Every line holding the string "migrations" is to be copied from the entries below.

**DATA PROVIDED**:
# # # #

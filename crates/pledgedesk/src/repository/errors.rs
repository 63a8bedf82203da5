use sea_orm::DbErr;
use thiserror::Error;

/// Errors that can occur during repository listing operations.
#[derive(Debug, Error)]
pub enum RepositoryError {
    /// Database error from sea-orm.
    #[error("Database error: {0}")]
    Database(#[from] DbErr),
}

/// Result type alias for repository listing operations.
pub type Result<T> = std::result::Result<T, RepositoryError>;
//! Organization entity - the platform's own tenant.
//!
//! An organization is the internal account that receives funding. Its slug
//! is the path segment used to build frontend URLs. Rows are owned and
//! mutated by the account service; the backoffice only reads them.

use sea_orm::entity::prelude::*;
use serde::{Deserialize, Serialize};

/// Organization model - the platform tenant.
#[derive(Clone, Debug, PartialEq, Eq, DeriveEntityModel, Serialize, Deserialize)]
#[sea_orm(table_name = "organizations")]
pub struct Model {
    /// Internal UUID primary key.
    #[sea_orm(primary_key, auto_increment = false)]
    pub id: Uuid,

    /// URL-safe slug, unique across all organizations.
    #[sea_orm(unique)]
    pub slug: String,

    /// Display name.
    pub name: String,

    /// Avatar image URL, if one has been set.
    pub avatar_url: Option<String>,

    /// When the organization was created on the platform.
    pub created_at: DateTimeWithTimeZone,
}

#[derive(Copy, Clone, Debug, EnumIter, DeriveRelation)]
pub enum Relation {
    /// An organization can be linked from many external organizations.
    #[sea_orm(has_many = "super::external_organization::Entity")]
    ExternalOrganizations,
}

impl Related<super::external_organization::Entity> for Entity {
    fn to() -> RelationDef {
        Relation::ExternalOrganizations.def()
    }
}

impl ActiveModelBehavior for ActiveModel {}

# # # #

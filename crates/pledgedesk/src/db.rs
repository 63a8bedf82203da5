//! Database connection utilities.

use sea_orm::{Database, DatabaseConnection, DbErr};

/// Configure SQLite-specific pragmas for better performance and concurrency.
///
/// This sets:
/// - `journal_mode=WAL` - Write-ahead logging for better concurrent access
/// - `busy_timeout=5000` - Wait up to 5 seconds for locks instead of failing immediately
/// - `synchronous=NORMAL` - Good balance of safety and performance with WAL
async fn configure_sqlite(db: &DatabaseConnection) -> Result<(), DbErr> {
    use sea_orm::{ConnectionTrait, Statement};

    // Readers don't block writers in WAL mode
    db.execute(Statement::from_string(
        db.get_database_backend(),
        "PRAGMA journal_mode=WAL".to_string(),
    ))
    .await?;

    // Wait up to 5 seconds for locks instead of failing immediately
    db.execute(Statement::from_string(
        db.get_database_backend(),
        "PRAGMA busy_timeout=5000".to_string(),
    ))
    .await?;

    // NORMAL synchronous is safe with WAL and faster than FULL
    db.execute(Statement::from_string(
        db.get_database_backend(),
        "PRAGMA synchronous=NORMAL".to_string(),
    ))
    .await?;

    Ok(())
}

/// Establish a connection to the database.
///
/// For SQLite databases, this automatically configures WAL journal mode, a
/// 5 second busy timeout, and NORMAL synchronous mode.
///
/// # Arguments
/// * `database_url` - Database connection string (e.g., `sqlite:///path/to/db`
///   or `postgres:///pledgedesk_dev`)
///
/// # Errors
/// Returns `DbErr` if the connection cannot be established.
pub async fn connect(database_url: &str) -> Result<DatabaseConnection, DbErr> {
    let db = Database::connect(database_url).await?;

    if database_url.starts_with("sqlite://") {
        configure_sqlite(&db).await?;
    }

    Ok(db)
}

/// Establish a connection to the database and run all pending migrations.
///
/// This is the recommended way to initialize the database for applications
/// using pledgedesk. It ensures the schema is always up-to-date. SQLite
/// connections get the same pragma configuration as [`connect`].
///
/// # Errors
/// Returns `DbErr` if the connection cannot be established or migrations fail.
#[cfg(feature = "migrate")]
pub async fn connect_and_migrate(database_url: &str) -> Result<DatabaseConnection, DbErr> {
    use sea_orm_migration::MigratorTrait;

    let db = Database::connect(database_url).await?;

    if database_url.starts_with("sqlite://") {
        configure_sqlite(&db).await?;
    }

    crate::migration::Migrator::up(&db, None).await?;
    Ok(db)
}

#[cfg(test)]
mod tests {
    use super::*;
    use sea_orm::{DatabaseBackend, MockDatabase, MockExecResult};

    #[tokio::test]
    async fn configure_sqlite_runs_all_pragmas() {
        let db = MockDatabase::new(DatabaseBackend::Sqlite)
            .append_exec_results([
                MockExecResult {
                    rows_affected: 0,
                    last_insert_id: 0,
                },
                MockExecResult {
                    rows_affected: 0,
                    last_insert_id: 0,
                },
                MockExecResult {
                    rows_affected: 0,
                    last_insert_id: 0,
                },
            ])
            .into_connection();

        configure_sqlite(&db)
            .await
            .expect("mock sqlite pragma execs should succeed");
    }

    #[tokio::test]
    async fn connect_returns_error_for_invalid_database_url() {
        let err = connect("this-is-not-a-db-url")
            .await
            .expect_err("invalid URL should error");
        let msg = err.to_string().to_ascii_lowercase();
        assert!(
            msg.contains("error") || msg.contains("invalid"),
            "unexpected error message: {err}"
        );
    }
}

# # # #

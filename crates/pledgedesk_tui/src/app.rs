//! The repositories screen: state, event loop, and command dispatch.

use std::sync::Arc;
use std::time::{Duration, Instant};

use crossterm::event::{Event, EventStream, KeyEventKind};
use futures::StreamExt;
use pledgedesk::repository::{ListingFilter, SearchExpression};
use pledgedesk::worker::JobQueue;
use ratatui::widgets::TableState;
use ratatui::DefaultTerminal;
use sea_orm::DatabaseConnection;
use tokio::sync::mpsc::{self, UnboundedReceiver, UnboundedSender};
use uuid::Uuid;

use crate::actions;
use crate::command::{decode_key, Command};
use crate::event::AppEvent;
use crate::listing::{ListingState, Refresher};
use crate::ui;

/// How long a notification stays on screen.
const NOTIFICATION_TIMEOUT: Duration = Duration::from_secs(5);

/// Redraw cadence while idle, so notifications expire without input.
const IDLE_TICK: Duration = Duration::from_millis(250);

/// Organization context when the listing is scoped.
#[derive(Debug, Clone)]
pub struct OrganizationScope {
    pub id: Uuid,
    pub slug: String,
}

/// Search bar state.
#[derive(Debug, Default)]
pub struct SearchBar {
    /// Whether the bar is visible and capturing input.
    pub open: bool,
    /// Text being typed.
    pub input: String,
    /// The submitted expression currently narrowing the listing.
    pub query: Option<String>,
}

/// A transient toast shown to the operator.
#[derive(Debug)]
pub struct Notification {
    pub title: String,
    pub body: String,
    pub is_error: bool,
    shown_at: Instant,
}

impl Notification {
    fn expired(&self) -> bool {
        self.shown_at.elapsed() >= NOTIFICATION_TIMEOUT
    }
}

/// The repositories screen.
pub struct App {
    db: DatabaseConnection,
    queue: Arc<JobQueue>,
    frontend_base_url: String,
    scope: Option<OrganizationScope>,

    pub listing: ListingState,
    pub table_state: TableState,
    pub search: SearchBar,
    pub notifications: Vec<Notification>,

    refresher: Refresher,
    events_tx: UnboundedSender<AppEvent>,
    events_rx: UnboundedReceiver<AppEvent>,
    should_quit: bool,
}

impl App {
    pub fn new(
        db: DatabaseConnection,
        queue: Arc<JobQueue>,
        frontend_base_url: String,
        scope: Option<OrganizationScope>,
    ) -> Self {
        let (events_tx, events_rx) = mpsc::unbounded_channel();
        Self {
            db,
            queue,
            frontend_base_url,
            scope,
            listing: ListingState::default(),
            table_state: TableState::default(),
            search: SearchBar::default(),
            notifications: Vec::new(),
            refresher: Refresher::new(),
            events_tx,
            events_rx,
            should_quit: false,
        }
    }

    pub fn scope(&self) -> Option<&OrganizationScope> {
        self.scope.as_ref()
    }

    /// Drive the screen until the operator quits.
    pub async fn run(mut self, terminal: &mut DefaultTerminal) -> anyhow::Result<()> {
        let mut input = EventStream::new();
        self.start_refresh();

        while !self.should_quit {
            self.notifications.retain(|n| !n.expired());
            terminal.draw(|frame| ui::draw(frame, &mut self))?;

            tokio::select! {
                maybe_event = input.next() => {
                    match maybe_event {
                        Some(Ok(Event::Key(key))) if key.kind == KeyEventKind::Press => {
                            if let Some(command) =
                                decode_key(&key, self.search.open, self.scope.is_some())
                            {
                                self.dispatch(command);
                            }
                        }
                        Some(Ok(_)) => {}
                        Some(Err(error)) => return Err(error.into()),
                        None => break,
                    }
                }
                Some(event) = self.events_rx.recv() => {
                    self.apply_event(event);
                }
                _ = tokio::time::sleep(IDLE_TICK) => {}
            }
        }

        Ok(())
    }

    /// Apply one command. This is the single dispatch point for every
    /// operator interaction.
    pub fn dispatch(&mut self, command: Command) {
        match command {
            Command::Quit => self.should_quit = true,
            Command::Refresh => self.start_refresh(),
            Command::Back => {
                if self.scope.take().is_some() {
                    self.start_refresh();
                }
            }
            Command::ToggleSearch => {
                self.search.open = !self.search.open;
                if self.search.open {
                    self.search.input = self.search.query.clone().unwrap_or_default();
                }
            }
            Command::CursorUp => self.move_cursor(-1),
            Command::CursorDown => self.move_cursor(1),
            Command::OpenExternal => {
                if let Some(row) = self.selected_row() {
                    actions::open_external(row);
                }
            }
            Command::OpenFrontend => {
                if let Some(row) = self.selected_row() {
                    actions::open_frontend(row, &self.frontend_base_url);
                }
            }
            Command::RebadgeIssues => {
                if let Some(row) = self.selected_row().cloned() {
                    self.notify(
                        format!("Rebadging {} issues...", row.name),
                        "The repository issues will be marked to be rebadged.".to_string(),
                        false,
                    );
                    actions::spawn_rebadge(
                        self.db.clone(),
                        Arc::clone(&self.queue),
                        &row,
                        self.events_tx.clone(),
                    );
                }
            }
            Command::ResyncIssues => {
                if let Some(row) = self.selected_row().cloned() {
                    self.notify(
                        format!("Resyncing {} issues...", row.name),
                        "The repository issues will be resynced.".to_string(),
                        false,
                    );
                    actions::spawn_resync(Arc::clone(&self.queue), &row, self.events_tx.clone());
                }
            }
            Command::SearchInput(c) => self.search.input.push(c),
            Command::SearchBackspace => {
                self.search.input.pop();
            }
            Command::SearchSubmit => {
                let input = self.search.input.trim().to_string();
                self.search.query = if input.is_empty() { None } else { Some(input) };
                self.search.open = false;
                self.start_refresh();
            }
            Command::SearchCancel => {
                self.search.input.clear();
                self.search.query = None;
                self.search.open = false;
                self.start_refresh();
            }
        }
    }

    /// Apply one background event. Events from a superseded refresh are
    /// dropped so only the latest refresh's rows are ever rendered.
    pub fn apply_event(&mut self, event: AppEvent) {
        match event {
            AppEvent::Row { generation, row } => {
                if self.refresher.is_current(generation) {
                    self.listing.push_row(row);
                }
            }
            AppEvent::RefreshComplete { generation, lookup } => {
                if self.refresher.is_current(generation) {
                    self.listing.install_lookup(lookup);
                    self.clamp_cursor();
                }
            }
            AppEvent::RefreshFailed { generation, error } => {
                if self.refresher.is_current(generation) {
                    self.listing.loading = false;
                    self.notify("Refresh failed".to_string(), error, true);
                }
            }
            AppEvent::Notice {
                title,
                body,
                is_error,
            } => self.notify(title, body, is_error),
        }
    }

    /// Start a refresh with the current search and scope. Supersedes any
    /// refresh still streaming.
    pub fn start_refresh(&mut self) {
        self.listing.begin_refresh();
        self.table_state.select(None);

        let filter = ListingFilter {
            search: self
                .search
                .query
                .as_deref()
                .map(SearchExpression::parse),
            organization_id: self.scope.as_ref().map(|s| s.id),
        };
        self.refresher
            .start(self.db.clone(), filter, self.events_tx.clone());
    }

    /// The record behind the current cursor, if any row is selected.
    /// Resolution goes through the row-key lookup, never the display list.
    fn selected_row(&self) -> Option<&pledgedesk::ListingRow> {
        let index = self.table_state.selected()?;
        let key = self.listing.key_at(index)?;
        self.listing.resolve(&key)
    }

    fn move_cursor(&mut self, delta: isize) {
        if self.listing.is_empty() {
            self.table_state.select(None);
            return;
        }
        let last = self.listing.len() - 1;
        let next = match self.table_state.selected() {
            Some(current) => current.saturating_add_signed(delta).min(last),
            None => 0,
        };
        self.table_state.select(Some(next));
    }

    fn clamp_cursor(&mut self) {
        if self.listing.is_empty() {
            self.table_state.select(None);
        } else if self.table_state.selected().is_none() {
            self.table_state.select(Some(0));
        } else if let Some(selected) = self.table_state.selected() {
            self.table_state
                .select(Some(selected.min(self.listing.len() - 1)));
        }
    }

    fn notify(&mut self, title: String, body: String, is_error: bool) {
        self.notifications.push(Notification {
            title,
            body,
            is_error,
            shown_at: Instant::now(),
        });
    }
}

# # # #

**EXERCISE SOLUTION**:
/// Establish a connection to the database and run all pending migrations.
/// Returns `DbErr` if the connection cannot be established or migrations fail.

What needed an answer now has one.